### Instructions to follow
Each line of the entries below that holds "feature" is needed, copied in full.
____
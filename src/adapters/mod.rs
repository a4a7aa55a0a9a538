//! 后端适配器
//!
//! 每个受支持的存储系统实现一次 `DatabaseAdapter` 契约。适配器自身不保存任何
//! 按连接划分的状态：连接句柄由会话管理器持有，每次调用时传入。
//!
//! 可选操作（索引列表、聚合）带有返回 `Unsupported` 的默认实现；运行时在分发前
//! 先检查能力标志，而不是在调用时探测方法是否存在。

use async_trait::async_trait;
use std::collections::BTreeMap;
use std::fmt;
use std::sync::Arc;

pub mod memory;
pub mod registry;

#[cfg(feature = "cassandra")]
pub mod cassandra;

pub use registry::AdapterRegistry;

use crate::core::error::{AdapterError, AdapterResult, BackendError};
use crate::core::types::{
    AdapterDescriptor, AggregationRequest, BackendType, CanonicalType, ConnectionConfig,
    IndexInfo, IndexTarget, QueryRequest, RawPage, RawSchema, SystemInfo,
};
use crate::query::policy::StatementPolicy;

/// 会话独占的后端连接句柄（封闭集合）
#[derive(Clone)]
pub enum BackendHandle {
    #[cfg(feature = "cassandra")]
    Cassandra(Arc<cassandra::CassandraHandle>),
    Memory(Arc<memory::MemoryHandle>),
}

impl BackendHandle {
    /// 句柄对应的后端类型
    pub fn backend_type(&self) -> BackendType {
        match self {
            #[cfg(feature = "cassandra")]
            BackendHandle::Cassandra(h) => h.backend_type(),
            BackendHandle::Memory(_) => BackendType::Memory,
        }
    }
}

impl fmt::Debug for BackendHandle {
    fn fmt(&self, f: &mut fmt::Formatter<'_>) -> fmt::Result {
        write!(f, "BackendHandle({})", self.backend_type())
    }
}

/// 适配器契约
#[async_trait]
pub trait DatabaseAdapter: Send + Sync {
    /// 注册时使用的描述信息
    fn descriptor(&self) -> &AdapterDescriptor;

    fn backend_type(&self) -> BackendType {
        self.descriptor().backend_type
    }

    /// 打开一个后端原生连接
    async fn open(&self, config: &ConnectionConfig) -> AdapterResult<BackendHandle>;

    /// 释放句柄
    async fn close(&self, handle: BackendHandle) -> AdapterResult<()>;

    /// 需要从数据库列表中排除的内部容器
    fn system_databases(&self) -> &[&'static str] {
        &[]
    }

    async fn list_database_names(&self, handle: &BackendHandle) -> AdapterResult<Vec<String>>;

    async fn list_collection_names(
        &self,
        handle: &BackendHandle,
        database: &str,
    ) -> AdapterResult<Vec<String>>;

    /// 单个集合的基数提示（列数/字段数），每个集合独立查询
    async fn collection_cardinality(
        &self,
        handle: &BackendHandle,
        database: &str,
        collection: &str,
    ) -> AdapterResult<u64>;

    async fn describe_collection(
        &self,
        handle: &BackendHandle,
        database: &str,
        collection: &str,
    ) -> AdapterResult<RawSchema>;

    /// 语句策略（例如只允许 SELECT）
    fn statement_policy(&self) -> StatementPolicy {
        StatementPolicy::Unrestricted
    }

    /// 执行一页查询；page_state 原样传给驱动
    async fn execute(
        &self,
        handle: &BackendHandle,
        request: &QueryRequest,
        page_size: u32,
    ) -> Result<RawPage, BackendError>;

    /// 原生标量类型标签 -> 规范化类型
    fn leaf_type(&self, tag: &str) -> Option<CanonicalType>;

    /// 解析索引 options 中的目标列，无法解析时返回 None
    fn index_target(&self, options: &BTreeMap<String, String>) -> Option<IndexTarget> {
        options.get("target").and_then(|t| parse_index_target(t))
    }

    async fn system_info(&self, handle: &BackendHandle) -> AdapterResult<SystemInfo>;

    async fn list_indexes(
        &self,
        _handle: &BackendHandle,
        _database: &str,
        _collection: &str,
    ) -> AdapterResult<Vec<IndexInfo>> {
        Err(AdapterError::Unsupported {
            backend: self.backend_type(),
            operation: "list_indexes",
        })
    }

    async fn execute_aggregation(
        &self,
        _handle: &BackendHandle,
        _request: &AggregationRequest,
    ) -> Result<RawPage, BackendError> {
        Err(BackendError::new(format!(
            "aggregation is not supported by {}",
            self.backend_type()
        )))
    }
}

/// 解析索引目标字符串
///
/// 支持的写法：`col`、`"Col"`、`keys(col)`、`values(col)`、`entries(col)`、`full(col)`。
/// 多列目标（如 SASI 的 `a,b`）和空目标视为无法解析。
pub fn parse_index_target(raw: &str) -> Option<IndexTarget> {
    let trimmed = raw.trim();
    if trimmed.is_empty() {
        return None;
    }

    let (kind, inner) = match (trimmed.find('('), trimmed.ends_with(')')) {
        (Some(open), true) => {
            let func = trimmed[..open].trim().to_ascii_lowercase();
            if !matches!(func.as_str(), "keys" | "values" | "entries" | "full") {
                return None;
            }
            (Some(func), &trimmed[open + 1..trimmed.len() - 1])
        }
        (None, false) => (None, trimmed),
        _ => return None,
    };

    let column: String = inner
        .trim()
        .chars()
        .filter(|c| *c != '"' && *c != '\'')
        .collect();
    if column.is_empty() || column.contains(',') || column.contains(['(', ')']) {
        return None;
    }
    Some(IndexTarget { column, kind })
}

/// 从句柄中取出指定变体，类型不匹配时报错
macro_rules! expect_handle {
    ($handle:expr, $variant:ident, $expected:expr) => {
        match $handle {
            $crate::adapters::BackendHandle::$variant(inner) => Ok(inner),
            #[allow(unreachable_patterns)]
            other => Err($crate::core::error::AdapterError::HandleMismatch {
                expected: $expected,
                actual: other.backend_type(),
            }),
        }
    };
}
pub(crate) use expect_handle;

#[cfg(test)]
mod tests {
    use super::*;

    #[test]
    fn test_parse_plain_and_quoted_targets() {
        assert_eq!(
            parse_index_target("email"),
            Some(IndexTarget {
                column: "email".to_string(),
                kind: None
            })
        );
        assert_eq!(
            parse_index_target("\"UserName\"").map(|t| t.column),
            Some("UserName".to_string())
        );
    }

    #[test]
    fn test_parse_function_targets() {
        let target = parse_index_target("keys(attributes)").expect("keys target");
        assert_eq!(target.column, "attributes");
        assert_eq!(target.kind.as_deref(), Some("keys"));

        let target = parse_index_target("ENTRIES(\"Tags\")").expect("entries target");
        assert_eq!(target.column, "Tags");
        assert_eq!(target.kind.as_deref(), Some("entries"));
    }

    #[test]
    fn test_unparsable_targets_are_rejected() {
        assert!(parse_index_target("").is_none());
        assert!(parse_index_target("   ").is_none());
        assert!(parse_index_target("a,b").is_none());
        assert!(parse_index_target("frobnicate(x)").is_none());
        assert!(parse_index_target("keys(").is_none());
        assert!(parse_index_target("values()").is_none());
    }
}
____
### Response to this task
#[cfg(feature = "cassandra")]
    #[cfg(feature = "cassandra")]
            #[cfg(feature = "cassandra")]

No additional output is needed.